A new update to the Intel document for software developers indicates that the company will begin to introduce various AVX-512 instruction set extensions to its consumer CPUs soon. This will start from the codenamed Cannon Lake (CNL) and Ice Lake (ICL) processors, made using 10 nm process technologies. The new extensions will enable future chips to improve performance in certain applications. One of the main questions on AVX-512 is which consumer programs will actually support the AVX-512 when these CNL and ICL processors hit the market. In addition to the AVX-512, the upcoming processors will introduce a host of other new non-AVX-512 instructions.

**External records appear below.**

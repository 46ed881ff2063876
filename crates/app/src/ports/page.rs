//! Page port — the live browser page the reservation flow drives.
//!
//! Mandatory interactions ([`click`](Page::click), [`fill`](Page::fill), …)
//! fail with [`CourtBookError::Driver`] when the element never shows up.
//! Optional affordances are probed with [`click_within`](Page::click_within)
//! and [`wait_visible`](Page::wait_visible), which report absence as an
//! [`ElementLookup`] instead of an error.

use std::future::Future;
use std::time::Duration;

use courtbook_domain::error::CourtBookError;

/// Accessible role used by role-based locators.
#[derive(Debug, Clone, Copy, PartialEq, Eq, Hash)]
pub enum Role {
    Button,
    Link,
}

impl std::fmt::Display for Role {
    fn fmt(&self, f: &mut std::fmt::Formatter<'_>) -> std::fmt::Result {
        match self {
            Self::Button => f.write_str("button"),
            Self::Link => f.write_str("link"),
        }
    }
}

/// How to find an element on the page.
#[derive(Debug, Clone, PartialEq, Eq, Hash)]
pub enum Locator {
    /// Element with an accessible role and exact visible name.
    Role { role: Role, name: String },
    /// Element carrying `data-testid="…"`.
    TestId(String),
    /// First element whose own text contains the given string.
    Text(String),
    /// First element matching a CSS selector.
    Css(String),
    /// First element matching `css` whose text contains `text`.
    CssWithText { css: String, text: String },
    /// First element containing `text` inside the element matching `scope`.
    TextWithin { scope: String, text: String },
}

impl Locator {
    #[must_use]
    pub fn button(name: impl Into<String>) -> Self {
        Self::Role {
            role: Role::Button,
            name: name.into(),
        }
    }

    #[must_use]
    pub fn link(name: impl Into<String>) -> Self {
        Self::Role {
            role: Role::Link,
            name: name.into(),
        }
    }

    #[must_use]
    pub fn test_id(id: impl Into<String>) -> Self {
        Self::TestId(id.into())
    }

    #[must_use]
    pub fn text(text: impl Into<String>) -> Self {
        Self::Text(text.into())
    }

    #[must_use]
    pub fn css(selector: impl Into<String>) -> Self {
        Self::Css(selector.into())
    }

    #[must_use]
    pub fn css_with_text(css: impl Into<String>, text: impl Into<String>) -> Self {
        Self::CssWithText {
            css: css.into(),
            text: text.into(),
        }
    }

    #[must_use]
    pub fn text_within(scope: impl Into<String>, text: impl Into<String>) -> Self {
        Self::TextWithin {
            scope: scope.into(),
            text: text.into(),
        }
    }
}

impl std::fmt::Display for Locator {
    fn fmt(&self, f: &mut std::fmt::Formatter<'_>) -> std::fmt::Result {
        match self {
            Self::Role { role, name } => write!(f, "{role} {name:?}"),
            Self::TestId(id) => write!(f, "test-id {id:?}"),
            Self::Text(text) => write!(f, "text {text:?}"),
            Self::Css(css) => write!(f, "css {css:?}"),
            Self::CssWithText { css, text } => write!(f, "css {css:?} with text {text:?}"),
            Self::TextWithin { scope, text } => write!(f, "text {text:?} within {scope:?}"),
        }
    }
}

/// Keys that can be pressed on a focused element.
#[derive(Debug, Clone, Copy, PartialEq, Eq)]
pub enum Key {
    Tab,
}

/// Result of probing for an optional element.
#[derive(Debug, Clone, Copy, PartialEq, Eq)]
pub enum ElementLookup {
    /// The element was there (and, for clicks, was clicked).
    Found,
    /// The element is not on the page.
    NotFound,
    /// The element did not appear within the allotted time.
    TimedOut,
}

impl ElementLookup {
    #[must_use]
    pub fn is_found(self) -> bool {
        matches!(self, Self::Found)
    }
}

/// A live page in an authenticated browser session.
pub trait Page {
    /// Navigate to `url`.
    fn goto(&self, url: &str) -> impl Future<Output = Result<(), CourtBookError>> + Send;

    /// Click an element that must exist.
    fn click(&self, locator: &Locator) -> impl Future<Output = Result<(), CourtBookError>> + Send;

    /// Replace the contents of a text field that must exist.
    fn fill(
        &self,
        locator: &Locator,
        text: &str,
    ) -> impl Future<Output = Result<(), CourtBookError>> + Send;

    /// Press a key on an element that must exist.
    fn press(
        &self,
        locator: &Locator,
        key: Key,
    ) -> impl Future<Output = Result<(), CourtBookError>> + Send;

    /// Click an element if it shows up within `timeout`.
    fn click_within(
        &self,
        locator: &Locator,
        timeout: Duration,
    ) -> impl Future<Output = Result<ElementLookup, CourtBookError>> + Send;

    /// Wait up to `timeout` for an element to be visible.
    fn wait_visible(
        &self,
        locator: &Locator,
        timeout: Duration,
    ) -> impl Future<Output = Result<ElementLookup, CourtBookError>> + Send;

    /// Whether an element is visible right now, without waiting.
    fn is_visible(
        &self,
        locator: &Locator,
    ) -> impl Future<Output = Result<bool, CourtBookError>> + Send;
}

#[cfg(test)]
mod tests {
    use super::*;

    #[test]
    fn should_build_role_locators() {
        assert_eq!(
            Locator::button("Confirm"),
            Locator::Role {
                role: Role::Button,
                name: "Confirm".to_string()
            }
        );
        assert_eq!(
            Locator::link("6:00pm"),
            Locator::Role {
                role: Role::Link,
                name: "6:00pm".to_string()
            }
        );
    }

    #[test]
    fn should_display_locator_for_logs() {
        assert_eq!(Locator::button("Search").to_string(), "button \"Search\"");
        assert_eq!(
            Locator::text_within("#surface_chosen", "Pickleball").to_string(),
            "text \"Pickleball\" within \"#surface_chosen\""
        );
    }

    #[test]
    fn should_only_report_found_as_found() {
        assert!(ElementLookup::Found.is_found());
        assert!(!ElementLookup::NotFound.is_found());
        assert!(!ElementLookup::TimedOut.is_found());
    }
}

AVX-512 Coming to Consumer CPUs

According to the Intel Architecture Instruction Set Extensions and Future Features Programming Reference document, Intel’s Cannon Lake CPUs will support AVX512F, AVX512CD, AVX512DQ, AVX512BW, and AVX512VL. This will bring the feature set of these CPUs to the current level of the Skylake-SP based processors. In addition, the Cannon Lake microarchitecture will support the AVX512_IFMA and AVX512_VBMI commands, but at this point, it is unclear whether the support will be limited to servers, or will also be featured in the consumer processors (the latter scenario is likely based on the document wording, but remains unclear).

Intel originally promised to release Cannon Lake processors in 2016 – 2017 timeframe, but delayed introduction of its 10 nm process technology to 2018, thus postponing the CPU launch as well. Initially it was expected that the Cannon Lake CPUs would generally resemble the Kaby Lake and Coffee Lake chips with some refinements, but the addition of the AVX-512 support means a rather tangible architecture improvement. For AVX-512, large the chunks of data require massive memory bandwidth, which the Skylake-SP cores get due to large caches and more memory controllers. Keeping in mind memory bandwidth and power consumption factors, the AVX-512 might not be supported by all Cannon Lake client CPUs, but only by those aimed at higher-performance machines (i.e., no AVX-512 for ULP mobile parts as well as entry-level desktop SKUs, but this is a speculation at this point). Meanwhile, a good news is that by the time AVX-512-supporting Cannon Lake processors arrive, programs for client PCs that take advantage of the latest extensions will likely be available.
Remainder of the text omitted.